Wouldn’t it be nice if it were that easy!

I asked one of my clients the following question: “Mike, was it worth it to come to this big CAT?”  He said that it would depend. I asked what would it depend on. He simply replied, “well it depends on whether I get paid or not!”

preparing for disaster

Before making the leap, on a moment’s notice, to open an office outside your normal area, here are some questions that need to be answered IMMEDIATELY:

  • Who is going to stay behind and run the existing office?
  • Who is going to run the new office? 
  • Do we have an excess of reserves to cash flow the new office and its work efforts? 
  • How many excess people do you have to take with you to operate the new office? 
  • Will the people staying home be able to address the work and maintain the quality level needed for the existing office not to stumble? 
  • Will the amount of equipment left behind be enough to support the local workload? 
  • Will the amount of equipment taken be enough to handle the workload of the new office? 
  • How long are you planning on being gone? 
  • What will the decision to return home be made on? 
  • Where will your people be housed, fed, and cared for? 
  • What will be the rotation policy for your people to rotate back home to be with their families? 
  • Would it be important to have a general meeting with all company members and their families to address their questions and concerns? 
  • What types of jobs are you going to seek out?  What types of jobs are you going to turn down? 
  • Do you have any friends in the disaster area who could help with:
    1. Places for you and your people to stay.
    2. Finding insurance customers.
    3. People to hire when you get there.
    4. Locating materials on site.
    5. Connecting with local subcontractors.
    6. Knowing what areas are good for work, and which areas are best to ignore. 
  • Where will you get your banking needs addressed? 
  • Can you get paid for your travel expenses and paying your people overtime? 
  • How are you going to handle your company being “from out of the area” and what the local contractors will say about you?
  • Have you run this idea by your Board of Advisors?
  • Have you run this idea by your circle of friends and family?
  • Is this decision based on sound business decisions, ego, or greed?
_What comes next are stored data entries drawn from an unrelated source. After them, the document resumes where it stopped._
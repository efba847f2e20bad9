//! MJPEG live view over `multipart/x-mixed-replace`

use std::sync::Arc;
use std::time::Duration;

use frame_source::FrameSource;
use tokio::io::{AsyncWrite, AsyncWriteExt};
use tokio::sync::watch;
use tokio::time::{interval, sleep_until, timeout, Instant, MissedTickBehavior};
use tracing::{debug, info, warn};

/// Part separator
pub const BOUNDARY: &str = "frame";

/// Stream pacing and bounds
#[derive(Debug, Clone)]
pub struct StreamSettings {
    pub fps: u32,
    pub max_duration: Duration,
    pub jpeg_quality: u8,
    /// A single part that cannot be written within this ends the stream
    pub write_timeout: Duration,
}

impl Default for StreamSettings {
    fn default() -> Self {
        Self {
            fps: 10,
            max_duration: Duration::from_secs(300),
            jpeg_quality: 80,
            write_timeout: Duration::from_secs(5),
        }
    }
}

/// Why a stream ended
#[derive(Debug, Clone, Copy, PartialEq, Eq)]
pub enum StreamEnd {
    ClientGone,
    MaxDuration,
    Shutdown,
}

/// Response head; no `Content-Length`, the body runs until we close
pub fn stream_headers() -> Vec<u8> {
    format!(
        "HTTP/1.1 200 OK\r\n\
         Content-Type: multipart/x-mixed-replace; boundary={}\r\n\
         Connection: close\r\n\
         Cache-Control: no-cache, no-store, must-revalidate\r\n\
         Pragma: no-cache\r\n\
         Access-Control-Allow-Origin: *\r\n\r\n",
        BOUNDARY
    )
    .into_bytes()
}

/// One multipart part wrapping a JPEG
pub fn frame_chunk(jpeg: &[u8]) -> Vec<u8> {
    let head = format!(
        "--{}\r\nContent-Type: image/jpeg\r\nContent-Length: {}\r\n\r\n",
        BOUNDARY,
        jpeg.len()
    );
    let mut out = Vec::with_capacity(head.len() + jpeg.len() + 2);
    out.extend_from_slice(head.as_bytes());
    out.extend_from_slice(jpeg);
    out.extend_from_slice(b"\r\n");
    out
}

/// Write frames until the client leaves, the time cap is hit or the
/// server shuts down. Encoding runs on the blocking pool.
///
/// Every write races the deadline, the shutdown watch and
/// `write_timeout`, so a client that stops reading cannot hold the
/// stream open.
pub async fn serve<W>(
    writer: &mut W,
    frames: Arc<dyn FrameSource>,
    settings: &StreamSettings,
    mut shutdown: watch::Receiver<bool>,
) -> StreamEnd
where
    W: AsyncWrite + Unpin,
{
    let deadline = Instant::now() + settings.max_duration;
    if !write_part(writer, &stream_headers(), settings, deadline, &mut shutdown).await {
        return StreamEnd::ClientGone;
    }

    let period = Duration::from_millis(1000 / u64::from(settings.fps.max(1)));
    let mut ticker = interval(period);
    ticker.set_missed_tick_behavior(MissedTickBehavior::Delay);
    let mut sent = 0u64;

    let end = loop {
        if *shutdown.borrow() {
            break StreamEnd::Shutdown;
        }
        tokio::select! {
            _ = ticker.tick() => {}
            _ = sleep_until(deadline) => break StreamEnd::MaxDuration,
            changed = shutdown.changed() => {
                if changed.is_err() || *shutdown.borrow() {
                    break StreamEnd::Shutdown;
                }
                continue;
            }
        }

        let Some(frame) = frames.latest_frame() else {
            continue;
        };
        let quality = settings.jpeg_quality;
        let jpeg = match tokio::task::spawn_blocking(move || frame.encode_jpeg(quality)).await {
            Ok(Ok(jpeg)) => jpeg,
            Ok(Err(e)) => {
                warn!("Frame encode failed: {}", e);
                continue;
            }
            Err(e) => {
                warn!("Encode task failed: {}", e);
                continue;
            }
        };

        if !write_part(writer, &frame_chunk(&jpeg), settings, deadline, &mut shutdown).await {
            break StreamEnd::ClientGone;
        }
        sent += 1;
    };

    info!("Stream ended after {} frames: {:?}", sent, end);
    if end != StreamEnd::ClientGone {
        let _ = timeout(settings.write_timeout, writer.shutdown()).await;
    }
    debug!("Stream writer released");
    end
}

/// Write and flush one part; false if the client is gone or stalled
async fn write_part<W>(
    writer: &mut W,
    bytes: &[u8],
    settings: &StreamSettings,
    deadline: Instant,
    shutdown: &mut watch::Receiver<bool>,
) -> bool
where
    W: AsyncWrite + Unpin,
{
    let write = async {
        writer.write_all(bytes).await?;
        writer.flush().await
    };
    tokio::select! {
        result = timeout(settings.write_timeout, write) => match result {
            Ok(Ok(())) => true,
            Ok(Err(e)) => {
                debug!("Stream write failed: {}", e);
                false
            }
            Err(_) => {
                warn!("Stream client stalled for {:?}, dropping it", settings.write_timeout);
                false
            }
        },
        _ = sleep_until(deadline) => {
            debug!("Stream deadline reached mid-write");
            false
        }
        _ = shutdown.changed() => {
            debug!("Shutdown during stream write");
            false
        }
    }
}

#[cfg(test)]
mod tests {
    use super::*;
    use frame_source::TestPattern;

    #[test]
    fn test_headers() {
        let head = String::from_utf8(stream_headers()).unwrap();
        assert!(head.starts_with("HTTP/1.1 200 OK\r\n"));
        assert!(head.contains("Content-Type: multipart/x-mixed-replace; boundary=frame\r\n"));
        assert!(head.ends_with("\r\n\r\n"));
        assert!(!head.contains("Content-Length"));
    }

    #[test]
    fn test_chunk_layout() {
        let jpeg = [0xFFu8, 0xD8, 0x01, 0x02, 0xFF, 0xD9];
        let chunk = frame_chunk(&jpeg);
        let head = b"--frame\r\nContent-Type: image/jpeg\r\nContent-Length: 6\r\n\r\n";
        assert!(chunk.starts_with(head));
        assert_eq!(&chunk[head.len()..head.len() + 6], &jpeg);
        assert!(chunk.ends_with(b"\r\n"));
        assert_eq!(chunk.len(), head.len() + 6 + 2);
    }

    #[tokio::test]
    async fn test_serve_stops_at_max_duration() {
        let frames: Arc<dyn FrameSource> = Arc::new(TestPattern::new(32, 24));
        let settings = StreamSettings {
            fps: 20,
            max_duration: Duration::from_millis(250),
            jpeg_quality: 70,
            write_timeout: Duration::from_secs(1),
        };
        let (_tx, rx) = watch::channel(false);
        let mut out: Vec<u8> = Vec::new();

        let end = serve(&mut out, frames, &settings, rx).await;
        assert_eq!(end, StreamEnd::MaxDuration);

        let text = String::from_utf8_lossy(&out);
        assert!(text.starts_with("HTTP/1.1 200 OK"));
        assert!(text.matches("--frame\r\n").count() >= 1);
    }

    #[tokio::test]
    async fn test_serve_stops_on_shutdown() {
        let frames: Arc<dyn FrameSource> = Arc::new(TestPattern::new(16, 16));
        let (tx, rx) = watch::channel(false);
        let mut out: Vec<u8> = Vec::new();

        let stopper = tokio::spawn(async move {
            tokio::time::sleep(Duration::from_millis(100)).await;
            let _ = tx.send(true);
            tx
        });
        let end = serve(&mut out, frames, &StreamSettings::default(), rx).await;
        assert_eq!(end, StreamEnd::Shutdown);
        let _ = stopper.await;
    }

    /// Client holds the connection open but never reads
    fn stalled_pipe() -> (tokio::io::DuplexStream, tokio::io::DuplexStream) {
        tokio::io::duplex(64)
    }

    #[tokio::test]
    async fn test_stalled_client_released_at_max_duration() {
        let frames: Arc<dyn FrameSource> = Arc::new(TestPattern::new(64, 48));
        let settings = StreamSettings {
            max_duration: Duration::from_millis(200),
            write_timeout: Duration::from_secs(60),
            ..StreamSettings::default()
        };
        let (_tx, rx) = watch::channel(false);
        let (_client, mut server_side) = stalled_pipe();

        let end = tokio::time::timeout(
            Duration::from_secs(3),
            serve(&mut server_side, frames, &settings, rx),
        )
        .await
        .expect("stalled stream outlived its time cap");
        assert_eq!(end, StreamEnd::ClientGone);
    }

    #[tokio::test]
    async fn test_stalled_client_released_by_write_timeout() {
        let frames: Arc<dyn FrameSource> = Arc::new(TestPattern::new(64, 48));
        let settings = StreamSettings {
            max_duration: Duration::from_secs(300),
            write_timeout: Duration::from_millis(100),
            ..StreamSettings::default()
        };
        let (_tx, rx) = watch::channel(false);
        let (_client, mut server_side) = stalled_pipe();

        let end = tokio::time::timeout(
            Duration::from_secs(3),
            serve(&mut server_side, frames, &settings, rx),
        )
        .await
        .expect("stalled stream ignored the write timeout");
        assert_eq!(end, StreamEnd::ClientGone);
    }

    #[tokio::test]
    async fn test_stalled_client_released_on_shutdown() {
        let frames: Arc<dyn FrameSource> = Arc::new(TestPattern::new(64, 48));
        let settings = StreamSettings {
            max_duration: Duration::from_secs(300),
            write_timeout: Duration::from_secs(60),
            ..StreamSettings::default()
        };
        let (tx, rx) = watch::channel(false);
        let (_client, mut server_side) = stalled_pipe();

        let stopper = tokio::spawn(async move {
            tokio::time::sleep(Duration::from_millis(100)).await;
            let _ = tx.send(true);
            tx
        });
        let end = tokio::time::timeout(
            Duration::from_secs(3),
            serve(&mut server_side, frames, &settings, rx),
        )
        .await
        .expect("stalled stream ignored shutdown");
        assert_eq!(end, StreamEnd::ClientGone);
        let _ = stopper.await;
    }
}
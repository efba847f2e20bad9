//! Targeting Engine
//!
//! Turns detections into laser aim:
//! - Largest-target selection per detection cycle
//! - Acquire, then track with a horizontal sweep around the target
//! - Release after a grace window without detections
//! - Latched ERROR on servo faults (laser forced off until reset)

mod config;
mod detection;
mod engine;
mod worker;

pub use config::TargetingConfig;
pub use detection::{Detection, DetectionFrame};
pub use engine::{SweepState, TargetingEngine, TargetingState, TargetingStats};
pub use worker::DetectionWorker;

use thiserror::Error;

/// Targeting error types
#[derive(Error, Debug)]
pub enum TargetingError {
    #[error("Servo error: {0}")]
    Servo(#[from] servo::ServoError),

    #[error("Mapping error: {0}")]
    Mapping(#[from] coordinate_mapper::MapperError),

    #[error("Laser error: {0}")]
    Laser(#[from] laser::LaserError),

    #[error("Invalid parameter: {0}")]
    InvalidParam(String),

    #[error("Failed to spawn worker: {0}")]
    Spawn(#[from] std::io::Error),

    #[error("{0}")]
    Lock(String),
}
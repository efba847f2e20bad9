//! Video frame type and JPEG encoding

use image::codecs::jpeg::JpegEncoder;
use image::{ExtendedColorType, ImageEncoder};

use crate::FrameError;

/// RGB video frame
#[derive(Debug, Clone)]
pub struct VideoFrame {
    /// RGB pixel data (width * height * 3)
    pub data: Vec<u8>,
    /// Frame width
    pub width: u32,
    /// Frame height
    pub height: u32,
    /// Capture timestamp (nanoseconds)
    pub timestamp_ns: u64,
    /// Frame sequence number
    pub sequence: u32,
}

impl VideoFrame {
    /// Wrap raw RGB data, checking the buffer matches the dimensions
    pub fn new(
        data: Vec<u8>,
        width: u32,
        height: u32,
        timestamp_ns: u64,
        sequence: u32,
    ) -> Result<Self, FrameError> {
        if data.len() != (width as usize) * (height as usize) * 3 {
            return Err(FrameError::BufferSize {
                width,
                height,
                actual: data.len(),
            });
        }
        Ok(Self {
            data,
            width,
            height,
            timestamp_ns,
            sequence,
        })
    }

    /// Encode as baseline JPEG
    pub fn encode_jpeg(&self, quality: u8) -> Result<Vec<u8>, FrameError> {
        let mut jpeg = Vec::with_capacity(self.data.len() / 8);
        JpegEncoder::new_with_quality(&mut jpeg, quality.clamp(1, 100)).write_image(
            &self.data,
            self.width,
            self.height,
            ExtendedColorType::Rgb8,
        )?;
        Ok(jpeg)
    }
}
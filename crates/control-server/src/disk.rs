//! Free space on the clip storage filesystem

use std::ffi::CString;
use std::os::unix::ffi::OsStrExt;
use std::path::Path;

use tracing::debug;

/// Reported when the filesystem cannot be queried
pub const FALLBACK_FREE_MB: u64 = 1024;

/// Free megabytes available to unprivileged writers at `path`
pub fn storage_free_mb(path: &Path) -> u64 {
    let Ok(c_path) = CString::new(path.as_os_str().as_bytes()) else {
        return FALLBACK_FREE_MB;
    };

    // SAFETY: c_path is NUL-terminated and stat is a plain out-parameter
    let mut stat: libc::statvfs = unsafe { std::mem::zeroed() };
    let rc = unsafe { libc::statvfs(c_path.as_ptr(), &mut stat) };
    if rc != 0 {
        debug!("statvfs({}) failed, reporting fallback", path.display());
        return FALLBACK_FREE_MB;
    }

    let bytes = (stat.f_bavail as u64).saturating_mul(stat.f_frsize as u64);
    bytes / (1024 * 1024)
}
Hopefully, this list should cause you to ask some additional questions of all concerned as to what you are considering doing. There is no right or wrong answer, but you need to get these questions answered with all concerned in this potential effort.

In our current economy, one of the things to keep firmly in mind is that employees will lose their jobs if this effort fails, but employers will lose their jobs and assets. It’s much easier to find another job in our current economy than it is to replace assets.